Confused about "while(getchar() != '\n')"

Salahuddin picture Salahuddin · Sep 13, 2011 · Viewed 9.7k times · Source

I knew that getchar() is just a function gets the first character of the line the user entered then the next and so on And if we typed getchar() in a line, at the finishing of the code,it's for let the program wait for user to type any thing and for not closing the console when displaying the info.

why we use this line of code ?

while(getchar()!='\n');

I knew that it reads all characters of the line until the end of line is found then the loop breaks .. right .? But, why this is useful ? What if we don't write this line of code ?

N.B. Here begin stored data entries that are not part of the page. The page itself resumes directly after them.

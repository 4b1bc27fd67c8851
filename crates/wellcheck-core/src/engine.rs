//! Engine façade: the operations the presentation shell consumes.
//!
//! Owns the validated catalog and the injected progress store, and wires the
//! session runner, scorer, badge evaluator, and recommendation mapper
//! together. Finishing a session is the only path that touches persisted
//! state: score → mark completion → re-evaluate badges over the merged
//! record → save.

use anyhow::{Context, Result};

use crate::badges;
use crate::error::EngineError;
use crate::model::{Badge, Catalog, CatalogKind};
use crate::progress::{ProgressState, ProgressStore};
use crate::recommend;
use crate::scorer::{self, SessionOutcome, SessionResult};
use crate::session::{Session, SessionEvent, SessionState};

/// What an `advance` call did.
#[derive(Debug)]
pub enum AdvanceOutcome {
    /// The current question has no recorded answer; nothing changed.
    Blocked,
    /// Moved forward to the given question index.
    Moved(usize),
    /// The final question was passed; the attempt is scored and persisted.
    Finished(Box<SessionResult>),
}

/// The engine: validated content plus a progress store.
pub struct Engine {
    catalog: Catalog,
    store: Box<dyn ProgressStore>,
}

impl Engine {
    /// Build an engine over a catalog that already passed
    /// [`crate::parser::load_catalog`] validation.
    pub fn new(catalog: Catalog, store: Box<dyn ProgressStore>) -> Self {
        Self { catalog, store }
    }

    pub fn catalog(&self) -> &Catalog {
        &self.catalog
    }

    pub fn kind(&self) -> CatalogKind {
        self.catalog.kind
    }

    /// Start a fresh attempt at the given entry.
    ///
    /// A prior persisted completion of the same entry is untouched until
    /// the new attempt also completes.
    pub fn start_session(
        &self,
        category_id: &str,
        entry_id: &str,
    ) -> Result<Session, EngineError> {
        let Some((_, entry)) = self.catalog.find_entry(category_id, entry_id) else {
            return Err(EngineError::NotFound {
                category_id: category_id.to_string(),
                entry_id: entry_id.to_string(),
            });
        };

        let question_ids = entry.questions.iter().map(|q| q.id.clone()).collect();
        tracing::debug!("starting {} session {category_id}/{entry_id}", self.kind());
        Ok(Session::new(
            category_id,
            entry_id,
            question_ids,
            self.kind().allows_retreat(),
        ))
    }

    /// Record an answer for the session's current question.
    ///
    /// Overwrites any earlier answer for that question and does not advance.
    /// Outside `InProgress` this is a no-op, matching the runner's blocked
    /// semantics.
    pub fn answer_current(&self, session: &mut Session, choice: usize) -> Result<(), EngineError> {
        let Some(question_id) = session.current_question_id().map(str::to_string) else {
            tracing::debug!("ignoring answer outside an in-progress session");
            return Ok(());
        };

        let option_count = self
            .catalog
            .find_entry(session.category_id(), session.entry_id())
            .and_then(|(_, entry)| entry.questions.iter().find(|q| q.id == question_id))
            .map(|q| q.options.len())
            .unwrap_or(0);
        if choice >= option_count {
            return Err(EngineError::InvalidChoice {
                question_id,
                choice,
            });
        }

        session.apply(SessionEvent::Answer {
            question_id,
            choice,
        });
        Ok(())
    }

    /// Whether `advance` would move forward.
    pub fn can_advance(&self, session: &Session) -> bool {
        session.can_advance()
    }

    /// Advance the session. At the last question this completes the
    /// attempt: the score is computed, the completion record and badge set
    /// are merged and persisted, and the terminal result is returned.
    pub fn advance(&self, session: &mut Session) -> Result<AdvanceOutcome> {
        let before = session.state();
        let after = session.apply(SessionEvent::Advance);

        match after {
            SessionState::Completed => {
                let result = self.finish(session)?;
                Ok(AdvanceOutcome::Finished(Box::new(result)))
            }
            SessionState::InProgress { index } if after != before => {
                Ok(AdvanceOutcome::Moved(index))
            }
            _ => Ok(AdvanceOutcome::Blocked),
        }
    }

    /// Move back one question (assessments only; blocked at index 0).
    pub fn retreat(&self, session: &mut Session) -> SessionState {
        session.apply(SessionEvent::Retreat)
    }

    /// Discard the attempt. No persistence side effect.
    pub fn reset_session(&self, session: &mut Session) {
        session.apply(SessionEvent::Reset);
    }

    /// The persisted completion record and badge set.
    pub fn progress_summary(&self) -> ProgressState {
        self.store.load()
    }

    fn finish(&self, session: &Session) -> Result<SessionResult> {
        let (category, entry) = self
            .catalog
            .find_entry(session.category_id(), session.entry_id())
            .context("completed session refers to an entry missing from the catalog")?;

        let kind = self.catalog.kind;
        let total_score = scorer::total_score(kind, entry, session.answers());
        let max_score = entry.max_score(kind);
        let band = match kind {
            CatalogKind::Assessment => scorer::band_for(&entry.bands, total_score).cloned(),
            CatalogKind::Quiz => None,
        };

        let mut persisted = self.store.load();
        persisted
            .completion_record
            .mark_completed(&category.id, &entry.id);

        let rules = self.catalog.badge_rules();
        let new_badges = badges::evaluate(
            &persisted.completion_record,
            &persisted.badge_set,
            &rules,
            &self.catalog,
        );
        let newly_unlocked: Vec<Badge> = rules
            .iter()
            .filter(|r| new_badges.contains(&r.badge.id) && !persisted.badge_set.contains(&r.badge.id))
            .map(|r| r.badge.clone())
            .collect();
        persisted.badge_set = new_badges;

        self.store
            .save(&persisted)
            .context("failed to persist progress")?;

        let suggestions = recommend::suggest(kind, category, total_score, max_score);
        tracing::debug!(
            "finished {}/{}: {total_score}/{max_score}, {} new badge(s)",
            category.id,
            entry.id,
            newly_unlocked.len()
        );

        Ok(SessionResult {
            outcome: SessionOutcome {
                total_score,
                max_score,
                band,
                suggestions,
                reflective_tip: entry.reflective_tip.clone(),
            },
            newly_unlocked,
        })
    }
}
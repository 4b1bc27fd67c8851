//! CLI integration tests using assert_cmd.

use assert_cmd::Command;
use predicates::prelude::*;
use tempfile::TempDir;

fn wellcheck() -> Command {
    #[allow(deprecated)]
    Command::cargo_bin("wellcheck").unwrap()
}

#[test]
fn validate_shipped_assessments() {
    wellcheck()
        .arg("validate")
        .arg("--catalog")
        .arg("../../catalogs/assessments.toml")
        .assert()
        .success()
        .stdout(predicate::str::contains("assessment kind"))
        .stdout(predicate::str::contains("4 entries"))
        .stdout(predicate::str::contains("All catalogs valid"));
}

#[test]
fn validate_shipped_quizzes() {
    wellcheck()
        .arg("validate")
        .arg("--catalog")
        .arg("../../catalogs/quizzes.toml")
        .assert()
        .success()
        .stdout(predicate::str::contains("quiz kind"))
        .stdout(predicate::str::contains("All catalogs valid"));
}

#[test]
fn validate_directory() {
    wellcheck()
        .arg("validate")
        .arg("--catalog")
        .arg("../../catalogs")
        .assert()
        .success()
        .stdout(predicate::str::contains("assessments.toml"))
        .stdout(predicate::str::contains("quizzes.toml"))
        .stdout(predicate::str::contains("All catalogs valid"));
}

#[test]
fn validate_nonexistent_file() {
    wellcheck()
        .arg("validate")
        .arg("--catalog")
        .arg("nonexistent.toml")
        .assert()
        .failure()
        .stderr(predicate::str::contains("Error"));
}

#[test]
fn validate_reports_band_issues() {
    let dir = TempDir::new().unwrap();
    let path = dir.path().join("broken.toml");
    std::fs::write(
        &path,
        r#"
kind = "assessment"

[[categories]]
id = "safety"
title = "Safety"

[[categories.entries]]
id = "readiness"
title = "Readiness"

[[categories.entries.bands]]
min = 0
max = 1
level = "High"

[[categories.entries.bands]]
min = 3
max = 6
level = "Low"

[[categories.entries.questions]]
id = "q1"
prompt = "?"
options = [
    { label = "No", score = 0 },
    { label = "Yes", score = 3 },
]

[[categories.entries.questions]]
id = "q2"
prompt = "?"
options = [
    { label = "No", score = 0 },
    { label = "Yes", score = 3 },
]
"#,
    )
    .unwrap();

    wellcheck()
        .arg("validate")
        .arg("--catalog")
        .arg(&path)
        .assert()
        .failure()
        .stdout(predicate::str::contains("gap"))
        .stderr(predicate::str::contains("issue(s) found"));
}

#[test]
fn list_shows_entries_and_badges() {
    wellcheck()
        .arg("list")
        .arg("--catalog")
        .arg("../../catalogs/assessments.toml")
        .assert()
        .success()
        .stdout(predicate::str::contains("Safety Readiness Check"))
        .stdout(predicate::str::contains("safetyPrepared"))
        .stdout(predicate::str::contains("explorer"));
}

#[test]
fn run_assessment_scripted() {
    let dir = TempDir::new().unwrap();

    // 1-based options 2,3,2,4,3 select scores 1,2,1,3,2 → 9/15 → Moderate.
    wellcheck()
        .arg("run")
        .arg("--catalog")
        .arg("../../catalogs/assessments.toml")
        .arg("--category")
        .arg("safety")
        .arg("--entry")
        .arg("readiness")
        .arg("--answers")
        .arg("2,3,2,4,3")
        .arg("--data-dir")
        .arg(dir.path())
        .assert()
        .success()
        .stdout(predicate::str::contains("Score: 9/15"))
        .stdout(predicate::str::contains("Level: Moderate"))
        .stdout(predicate::str::contains("Badge unlocked: Safety Prepared"));
}

#[test]
fn run_quiz_suggests_remediation() {
    let dir = TempDir::new().unwrap();

    // Options 1,2,1 select choices 0,1,0 against correct 0,1,2 → 2/3 < 0.70.
    wellcheck()
        .arg("run")
        .arg("--catalog")
        .arg("../../catalogs/quizzes.toml")
        .arg("--category")
        .arg("safety")
        .arg("--entry")
        .arg("basics")
        .arg("--answers")
        .arg("1,2,1")
        .arg("--data-dir")
        .arg(dir.path())
        .assert()
        .success()
        .stdout(predicate::str::contains("Score: 2/3"))
        .stdout(predicate::str::contains("Everyday Safety Basics"));
}

#[test]
fn run_unknown_entry_fails() {
    let dir = TempDir::new().unwrap();

    wellcheck()
        .arg("run")
        .arg("--catalog")
        .arg("../../catalogs/quizzes.toml")
        .arg("--category")
        .arg("safety")
        .arg("--entry")
        .arg("missing")
        .arg("--answers")
        .arg("1")
        .arg("--data-dir")
        .arg(dir.path())
        .assert()
        .failure()
        .stderr(predicate::str::contains("unknown entry"));
}

#[test]
fn run_with_wrong_answer_count_fails() {
    let dir = TempDir::new().unwrap();

    wellcheck()
        .arg("run")
        .arg("--catalog")
        .arg("../../catalogs/quizzes.toml")
        .arg("--category")
        .arg("safety")
        .arg("--entry")
        .arg("basics")
        .arg("--answers")
        .arg("1,2")
        .arg("--data-dir")
        .arg(dir.path())
        .assert()
        .failure()
        .stderr(predicate::str::contains("expected 3 answers"));
}

#[test]
fn progress_reflects_a_completed_run() {
    let dir = TempDir::new().unwrap();

    wellcheck()
        .arg("run")
        .arg("--catalog")
        .arg("../../catalogs/assessments.toml")
        .arg("--category")
        .arg("safety")
        .arg("--entry")
        .arg("readiness")
        .arg("--answers")
        .arg("4,4,4,4,4")
        .arg("--data-dir")
        .arg(dir.path())
        .assert()
        .success();

    wellcheck()
        .arg("progress")
        .arg("--catalog")
        .arg("../../catalogs/assessments.toml")
        .arg("--data-dir")
        .arg(dir.path())
        .assert()
        .success()
        .stdout(predicate::str::contains("Completed 1/4 assessment entries"))
        .stdout(predicate::str::contains("[unlocked] Safety Prepared"))
        .stdout(predicate::str::contains("[locked] Explorer"));
}

#[test]
fn progress_with_no_data_shows_empty_state() {
    let dir = TempDir::new().unwrap();

    wellcheck()
        .arg("progress")
        .arg("--catalog")
        .arg("../../catalogs/quizzes.toml")
        .arg("--data-dir")
        .arg(dir.path())
        .assert()
        .success()
        .stdout(predicate::str::contains("Completed 0/4 quiz entries"));
}

#[test]
fn init_creates_files() {
    let dir = TempDir::new().unwrap();

    wellcheck()
        .current_dir(dir.path())
        .arg("init")
        .assert()
        .success()
        .stdout(predicate::str::contains("Created catalogs/assessments.toml"))
        .stdout(predicate::str::contains("Created catalogs/quizzes.toml"));

    assert!(dir.path().join("catalogs/assessments.toml").exists());
    assert!(dir.path().join("catalogs/quizzes.toml").exists());
}

#[test]
fn init_skips_existing() {
    let dir = TempDir::new().unwrap();

    wellcheck().current_dir(dir.path()).arg("init").assert().success();

    wellcheck()
        .current_dir(dir.path())
        .arg("init")
        .assert()
        .success()
        .stdout(predicate::str::contains("already exists"));
}

#[test]
fn init_catalogs_are_valid() {
    let dir = TempDir::new().unwrap();

    wellcheck().current_dir(dir.path()).arg("init").assert().success();

    wellcheck()
        .current_dir(dir.path())
        .arg("validate")
        .arg("--catalog")
        .arg("catalogs")
        .assert()
        .success()
        .stdout(predicate::str::contains("All catalogs valid"));
}

#[test]
fn help_output() {
    wellcheck()
        .arg("--help")
        .assert()
        .success()
        .stdout(predicate::str::contains(
            "Self-assessment and knowledge-quiz engine",
        ));
}

#[test]
fn version_output() {
    wellcheck()
        .arg("--version")
        .assert()
        .success()
        .stdout(predicate::str::contains("wellcheck"));
}
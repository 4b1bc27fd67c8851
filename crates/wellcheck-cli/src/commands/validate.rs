//! The `wellcheck validate` command.

use std::path::{Path, PathBuf};

use anyhow::Result;

use wellcheck_core::parser;

pub fn execute(catalog_path: PathBuf) -> Result<()> {
    let files = if catalog_path.is_dir() {
        collect_toml_files(&catalog_path)?
    } else {
        vec![catalog_path]
    };

    anyhow::ensure!(!files.is_empty(), "no catalog files found");

    let mut total_issues = 0;

    for path in &files {
        let catalog = parser::parse_catalog(path)?;
        println!(
            "Catalog: {} ({} kind, {} categories, {} entries)",
            path.display(),
            catalog.kind,
            catalog.categories.len(),
            catalog.entry_count()
        );

        let issues = parser::validate_catalog(&catalog);
        for issue in &issues {
            println!("  ISSUE: {issue}");
        }
        total_issues += issues.len();
    }

    if total_issues == 0 {
        println!("All catalogs valid.");
        Ok(())
    } else {
        anyhow::bail!("{total_issues} issue(s) found");
    }
}

fn collect_toml_files(dir: &Path) -> Result<Vec<PathBuf>> {
    let mut files = Vec::new();
    for entry in std::fs::read_dir(dir)? {
        let path = entry?.path();
        if path.is_dir() {
            files.extend(collect_toml_files(&path)?);
        } else if path.extension().is_some_and(|ext| ext == "toml") {
            files.push(path);
        }
    }
    files.sort();
    Ok(files)
}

while((ch=fgetc(stream))!=EOF)
{
    putchar(ch);
    cha++;
    if(ch=='\n')
    {
        lines++;
        printf("Line %i is detected\n\n",lines);
        if(lines==NEW_LINE)
        {
        lines=0;
        while (getchar!='\n'); **//Here is my question**
        }
    }
}

Answer

Chowlett picture Chowlett · Sep 13, 2011

It looks like this code is paginating output.

It reads a character at a time from the stream and uses putchar to output it to stdout. Then, if that character was a newline, it increments a count of lines. If that count has hit some defined constant STOP_LINE then the count is reset and

while(getchar()!='\n');

waits for the user to press Return. The loop then continues.